**The input:**
//! Fault-tolerant successor list.
use super::NodeRef;

/// Ordered fall-backs for the immediate successor, capped at m entries.
///
/// Slot 0 mirrors `finger[0]` whenever the successor answers a liveness
/// probe; the tail approximates the successor's own successors so the node
/// survives losing its immediate neighbor. Reconciliation lives in the
/// maintenance pass; this type only provides the shift/insert/prune
/// primitives it needs.
#[derive(Clone, Debug)]
pub struct SuccessorList {
    max: usize,
    nodes: Vec<NodeRef>,
}

impl SuccessorList {
    /// An empty list capped at `max` entries.
    pub fn new(max: usize) -> Self {
        Self {
            max,
            nodes: Vec::with_capacity(max),
        }
    }

    pub fn is_empty(&self) -> bool {
        self.nodes.is_empty()
    }

    pub fn len(&self) -> usize {
        self.nodes.len()
    }

    /// Entry cap (m).
    pub fn capacity(&self) -> usize {
        self.max
    }

    pub fn head(&self) -> Option<&NodeRef> {
        self.nodes.first()
    }

    pub fn tail(&self) -> Option<&NodeRef> {
        self.nodes.last()
    }

    pub fn get(&self, index: usize) -> Option<&NodeRef> {
        self.nodes.get(index)
    }

    pub fn list(&self) -> Vec<NodeRef> {
        self.nodes.clone()
    }

    /// Overwrite slot 0, growing the list if it was empty.
    pub fn set_head(&mut self, node: NodeRef) {
        if self.nodes.is_empty() {
            self.nodes.push(node);
        } else {
            self.nodes[0] = node;
        }
    }

    /// Shift the list left, dropping the dead head.
    pub fn drop_head(&mut self) -> Option<NodeRef> {
        if self.nodes.is_empty() {
            None
        } else {
            Some(self.nodes.remove(0))
        }
    }

    /// Insert `node` after position `index`. Duplicates are skipped and
    /// anything past the cap falls off the tail.
    pub fn insert_after(&mut self, index: usize, node: NodeRef) {
        if self.nodes.iter().any(|n| n.id == node.id) {
            return;
        }
        let at = (index + 1).min(self.nodes.len());
        self.nodes.insert(at, node);
        self.nodes.truncate(self.max);
    }

    /// Enforce the cap.
    pub fn cap(&mut self) {
        self.nodes.truncate(self.max);
    }

    /// Remove and return the last entry.
    pub fn pop_tail(&mut self) -> Option<NodeRef> {
        self.nodes.pop()
    }
}

#[cfg(test)]
mod tests {
    use super::*;
    use crate::dht::Did;

    fn node(id: u128) -> NodeRef {
        NodeRef::new(Did::from(id), "127.0.0.1", 4000 + id as u16)
    }

    #[test]
    fn test_head_mirror_and_shift() {
        let mut list = SuccessorList::new(3);
        assert!(list.is_empty());
        list.set_head(node(3));
        assert_eq!(list.list(), vec![node(3)]);
        list.set_head(node(5));
        assert_eq!(list.list(), vec![node(5)]);
        list.insert_after(0, node(7));
        assert_eq!(list.drop_head(), Some(node(5)));
        assert_eq!(list.head(), Some(&node(7)));
    }

    #[test]
    fn test_insert_dedupes_and_caps() {
        let mut list = SuccessorList::new(3);
        list.set_head(node(2));
        list.insert_after(0, node(4));
        list.insert_after(1, node(6));
        list.insert_after(0, node(4));
        assert_eq!(list.list(), vec![node(2), node(4), node(6)]);
        // Full: a new insert pushes the tail off.
        list.insert_after(0, node(3));
        assert_eq!(list.list(), vec![node(2), node(3), node(4)]);
        assert_eq!(list.pop_tail(), Some(node(4)));
        assert_eq!(list.len(), 2);
    }
}
//! Ring membership state and the Chord routing algorithm.
//! ref: <https://pdos.csail.mit.edu/papers/ton:chord/paper-ton.pdf>
//!
//! With high probability, the number of nodes that must be contacted to
//! find a successor in an N-node network is O(log N).

mod did;
pub use did::in_modulo_range;
pub use did::AddrHasher;
pub use did::Did;
pub use did::IdSpace;
mod peer;
pub use peer::NodeRef;
mod finger;
pub use finger::FingerEntry;
pub use finger::FingerTable;
mod successor;
pub use successor::SuccessorList;
mod ring;
pub use ring::Ring;
pub mod stabilization;
pub use stabilization::Intervals;
pub use stabilization::Stabilizer;
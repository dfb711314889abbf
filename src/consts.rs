//! Protocol defaults.

/// Default identifier bit length (m).
pub const DEFAULT_HASH_BITS: u32 = 32;
/// Smallest usable identifier space.
pub const MIN_HASH_BITS: u32 = 3;
/// Ids are kept in a u128, so the space caps at 128 bits.
pub const MAX_HASH_BITS: u32 = 128;

/// Default per-call RPC deadline in ms.
pub const DEFAULT_RPC_TIMEOUT_MS: u64 = 500;
/// Default interval of the stabilize task in ms.
pub const DEFAULT_STABILIZE_INTERVAL_MS: u64 = 1000;
/// Default interval of the fix-fingers task in ms.
pub const DEFAULT_FIX_FINGERS_INTERVAL_MS: u64 = 3000;
/// Default interval of the check-predecessor task in ms.
pub const DEFAULT_CHECK_PREDECESSOR_INTERVAL_MS: u64 = 1000;

/// In-flight channel cap of the RPC accept loop.
pub const MAX_CONCURRENT_CHANNELS: usize = 32;
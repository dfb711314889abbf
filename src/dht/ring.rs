//! Per-node ring state.
#![warn(missing_docs)]
use std::sync::Mutex;
use std::sync::MutexGuard;

use super::did::in_modulo_range;
use super::Did;
use super::FingerTable;
use super::IdSpace;
use super::NodeRef;
use super::SuccessorList;
use crate::error::Error;
use crate::error::Result;

/// Everything a node knows about the ring: its own identity, the finger
/// table, the successor list and the predecessor.
///
/// Each piece sits behind its own mutex. Mutations are short and
/// lock-scoped; callers snapshot what they need, drop the guard, perform
/// any RPC, then reacquire to apply the result. No lock is ever held
/// across a suspension point.
#[derive(Debug)]
pub struct Ring {
    me: NodeRef,
    space: IdSpace,
    finger: Mutex<FingerTable>,
    successors: Mutex<SuccessorList>,
    predecessor: Mutex<Option<NodeRef>>,
}

impl Ring {
    /// State of a fresh node: every finger points at `me`, the successor
    /// list holds `me`, the predecessor is unknown.
    pub fn new(me: NodeRef, space: IdSpace) -> Self {
        let finger = FingerTable::new(me.clone(), &space);
        let mut successors = SuccessorList::new(space.bits() as usize);
        successors.set_head(me.clone());
        Self {
            me,
            space,
            finger: Mutex::new(finger),
            successors: Mutex::new(successors),
            predecessor: Mutex::new(None),
        }
    }

    /// This node.
    pub fn me(&self) -> &NodeRef {
        &self.me
    }

    /// This node's identifier.
    pub fn id(&self) -> Did {
        self.me.id
    }

    /// The identifier space the ring lives in.
    pub fn space(&self) -> &IdSpace {
        &self.space
    }

    /// Lock and return MutexGuard of the finger table.
    pub fn lock_finger(&self) -> Result<MutexGuard<FingerTable>> {
        self.finger.lock().map_err(|_| Error::FingerLock)
    }

    /// Lock and return MutexGuard of the successor list.
    pub fn lock_successors(&self) -> Result<MutexGuard<SuccessorList>> {
        self.successors.lock().map_err(|_| Error::SuccessorLock)
    }

    /// Lock and return MutexGuard of the predecessor.
    pub fn lock_predecessor(&self) -> Result<MutexGuard<Option<NodeRef>>> {
        self.predecessor.lock().map_err(|_| Error::PredecessorLock)
    }

    /// Snapshot of the immediate successor, `finger[0].node`.
    pub fn successor(&self) -> Result<NodeRef> {
        Ok(self.lock_finger()?.successor())
    }

    /// Overwrite the immediate successor.
    pub fn set_successor(&self, node: NodeRef) -> Result<()> {
        self.lock_finger()?.set(0, node);
        Ok(())
    }

    /// Snapshot of the predecessor.
    pub fn predecessor(&self) -> Result<Option<NodeRef>> {
        Ok(self.lock_predecessor()?.clone())
    }

    /// Overwrite the predecessor. `None` marks it unknown after a death.
    pub fn set_predecessor(&self, node: Option<NodeRef>) -> Result<()> {
        *self.lock_predecessor()? = node;
        Ok(())
    }

    /// n' thinks it might be our predecessor. Adopt it when we have none,
    /// or when it sits strictly between the current predecessor and us.
    /// Returns whether it was adopted.
    pub fn notify(&self, n: NodeRef) -> Result<bool> {
        let mut predecessor = self.lock_predecessor()?;
        let adopt = match predecessor.as_ref() {
            None => true,
            Some(p) => in_modulo_range(n.id, p.id, false, self.me.id, false),
        };
        if adopt {
            tracing::debug!(node = %n, "adopting predecessor");
            *predecessor = Some(n);
        }
        Ok(adopt)
    }

    /// Join-time finger update: adopt `s` for finger `index` when it falls
    /// inside `[self, finger[index].node)`. Returns whether it was
    /// adopted, in which case the caller propagates the update backwards.
    pub fn apply_finger_update(&self, s: &NodeRef, index: usize) -> Result<bool> {
        if s.id == self.me.id {
            return Ok(false);
        }
        let mut finger = self.lock_finger()?;
        let owner = match finger.get(index) {
            Some(entry) => entry.node.id,
            None => return Ok(false),
        };
        if in_modulo_range(s.id, self.me.id, true, owner, false) {
            finger.set(index, s.clone());
            return Ok(true);
        }
        Ok(false)
    }
}
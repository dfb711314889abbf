//! Fatal failure conditions of a ring node.

/// Shorthand for results carrying [Error].
pub type Result<T> = std::result::Result<T, Error>;

/// Conditions a node cannot start from or recover out of.
///
/// Transport and peer failures are deliberately absent: every remote call
/// site absorbs them into `None` (or `false` for liveness probes) and lets
/// the maintenance tasks repair the ring. `Err` is reserved for local fatal
/// conditions.
#[derive(thiserror::Error, Debug)]
#[non_exhaustive]
pub enum Error {
    #[error("hash bit length {0} out of range, expect 3..=128")]
    BadHashBitLength(u32),

    #[error("node host or port missing from configuration")]
    IncompleteAddress,

    #[error("bootstrap peer host and port must be configured together")]
    IncompleteKnownAddress,

    #[error("identifier collision: {0} and {1} hash to the same id")]
    IdCollision(String, String),

    #[error("pinned id {0:#x} exceeds the {1}-bit identifier space")]
    IdOutOfSpace(u128, u32),

    #[error("invalid identifier literal: {0}")]
    BadIdLiteral(String),

    #[error("join via {0}:{1} failed: ring lookup returned no successor")]
    JoinFailed(String, u16),

    #[error("failed to lock finger table")]
    FingerLock,

    #[error("failed to lock successor list")]
    SuccessorLock,

    #[error("failed to lock predecessor")]
    PredecessorLock,

    #[error("config file error: {0}")]
    ConfigFile(String),

    #[error("YAML codec error")]
    SerdeYaml(#[from] serde_yaml::Error),

    #[error("IO error")]
    Io(#[from] std::io::Error),
}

**Instructions for the task:** Using the entries, return every line where the word "String" can be found.

**Problem solution:**
    IdCollision(String, String),
    BadIdLiteral(String),
    JoinFailed(String, u16),
    ConfigFile(String),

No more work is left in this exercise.